The Bomb - David Martinez

The Trinity Bomb, by David Martinez

The Trinity Test and the Fat Man

The first atomic explosion was the Trinity Test in the Jornado del Muerto desert of New Mexico on July 16, 1945. This test demonstrated that when plutonium is squeezed beyond a critical mass, it will begin a chain reaction of fast neutrons that will split more and more plutonium atoms until the resulting fireball is hotter than the sun. The military version of this idea, the Fat Man bomb, was dropped on Nagasaki, Japan on August 9, 1945. The first atomic bomb used in war, the Little Boy, was a uranium core bomb dropped on Hiroshima, Japan on August 6, 1945 .

Enrico Fermi, shown in a white lab coat, calculated the power of the explosion by dropping small bits of paper and measuring how far the blast wave carried them. He was one of many Nobel Prize winners who came to the United States as refugees from Nazi persecution.

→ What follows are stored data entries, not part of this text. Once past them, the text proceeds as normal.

use mdplanner_core::{DocumentError, DocumentFile, WriteSafetyConfig};
use std::fs;
use std::path::{Path, PathBuf};

fn backups_in(dir: &Path) -> Vec<PathBuf> {
    let Ok(entries) = fs::read_dir(dir) else {
        return Vec::new();
    };
    let mut files: Vec<PathBuf> = entries.map(|entry| entry.unwrap().path()).collect();
    files.sort();
    files
}

fn temp_files_in(dir: &Path) -> Vec<String> {
    fs::read_dir(dir)
        .unwrap()
        .map(|entry| entry.unwrap().file_name().to_string_lossy().into_owned())
        .filter(|name| name.ends_with(".tmp"))
        .collect()
}

#[test]
fn write_snapshots_previous_content() {
    let dir = tempfile::tempdir().unwrap();
    let path = dir.path().join("plan.md");
    let file = DocumentFile::open(&path, WriteSafetyConfig::default());

    file.write("first\n").unwrap();
    assert!(backups_in(&dir.path().join("backups")).is_empty());

    file.write("second\n").unwrap();
    let backups = backups_in(&dir.path().join("backups"));
    assert_eq!(backups.len(), 1);
    let name = backups[0].file_name().unwrap().to_string_lossy().into_owned();
    assert!(name.starts_with("plan_backup_"));
    assert!(name.ends_with(".md"));
    assert_eq!(fs::read_to_string(&backups[0]).unwrap(), "first\n");
    assert_eq!(file.read().unwrap().as_deref(), Some("second\n"));
}

#[test]
fn unchanged_content_is_not_snapshotted_twice() {
    let dir = tempfile::tempdir().unwrap();
    let path = dir.path().join("plan.md");
    let file = DocumentFile::open(&path, WriteSafetyConfig::default());

    file.write("same\n").unwrap();
    file.write("same\n").unwrap();
    file.write("same\n").unwrap();

    assert_eq!(backups_in(&dir.path().join("backups")).len(), 1);
}

#[test]
fn backups_are_pruned_to_the_configured_maximum() {
    let dir = tempfile::tempdir().unwrap();
    let backup_dir = dir.path().join("snapshots");
    let config = WriteSafetyConfig {
        backup_dir: Some(backup_dir.clone()),
        max_backups: 3,
        backups_enabled: true,
    };
    let file = DocumentFile::open(dir.path().join("plan.md"), config);

    for n in 0..7 {
        file.write(&format!("revision {n}\n")).unwrap();
    }

    let backups = backups_in(&backup_dir);
    assert_eq!(backups.len(), 3);
    let contents: Vec<String> = backups
        .iter()
        .map(|path| fs::read_to_string(path).unwrap())
        .collect();
    assert!(contents.contains(&"revision 5\n".to_string()));
}

#[test]
fn disabled_backups_write_nothing_extra() {
    let dir = tempfile::tempdir().unwrap();
    let file = DocumentFile::open(
        dir.path().join("plan.md"),
        WriteSafetyConfig::without_backups(),
    );

    file.write("one\n").unwrap();
    file.write("two\n").unwrap();

    assert!(!dir.path().join("backups").exists());
    assert!(temp_files_in(dir.path()).is_empty());
}

#[test]
fn modify_skips_write_when_closure_declines() {
    let dir = tempfile::tempdir().unwrap();
    let path = dir.path().join("plan.md");
    let file = DocumentFile::open(&path, WriteSafetyConfig::without_backups());

    assert!(file
        .modify(|current| {
            assert_eq!(current, "");
            Ok(Some("created\n".to_string()))
        })
        .unwrap());
    assert!(!file.modify(|_| Ok(None)).unwrap());
    assert_eq!(fs::read_to_string(&path).unwrap(), "created\n");
}

#[test]
fn failed_write_keeps_directory_clean() {
    let dir = tempfile::tempdir().unwrap();
    let target = dir.path().join("plan.md");
    fs::create_dir(&target).unwrap();
    let file = DocumentFile::open(&target, WriteSafetyConfig::default());

    let err = file.write("content\n").unwrap_err();
    assert!(matches!(err, DocumentError::Io { .. }));
    assert!(temp_files_in(dir.path()).is_empty());
    assert!(target.is_dir());
}

#[test]
fn missing_document_reads_as_none() {
    let dir = tempfile::tempdir().unwrap();
    let file = DocumentFile::open(dir.path().join("absent.md"), WriteSafetyConfig::default());

    assert!(file.read().unwrap().is_none());
}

Leo Szilard, wearing a green suit, extends one finger of his right hand and two fingers of the other hand to illustrate his theory about nuclear chain reactions. He was the first to push the government to finance the research and development of atomic power, but he also was the first to oppose dropping the bomb on civilians. Szilard and Fermi finished the first self-sustaining atomic reactor on December 2, 1942.

J. Robert Oppenheimer, in boots and blue jeans, led an international team of scientists to translate the ideas of theoretical physics into a working bomb. He was the head of the civilians working for the Manhattan Project, the program to develop atomic bombs for the U. S. Army.

General Leslie Groves, the military leader of the project, had the political backing and the relentless drive necessary to command top priority for the bomb. He spent billions of dollars and directed thousands of workers at a day and night pace to finish an atomic bomb before the war ended.

Many people think that the atomic attacks on Hiroshima and Nagasaki made the Japanese surrender, and that there is no moral difference between shooting a cannon and dropping an atomic bomb. Many others are just as convinced that the Japanese were already trying to surrender, and that it was unethical and unnecessary to use these bombs against cities.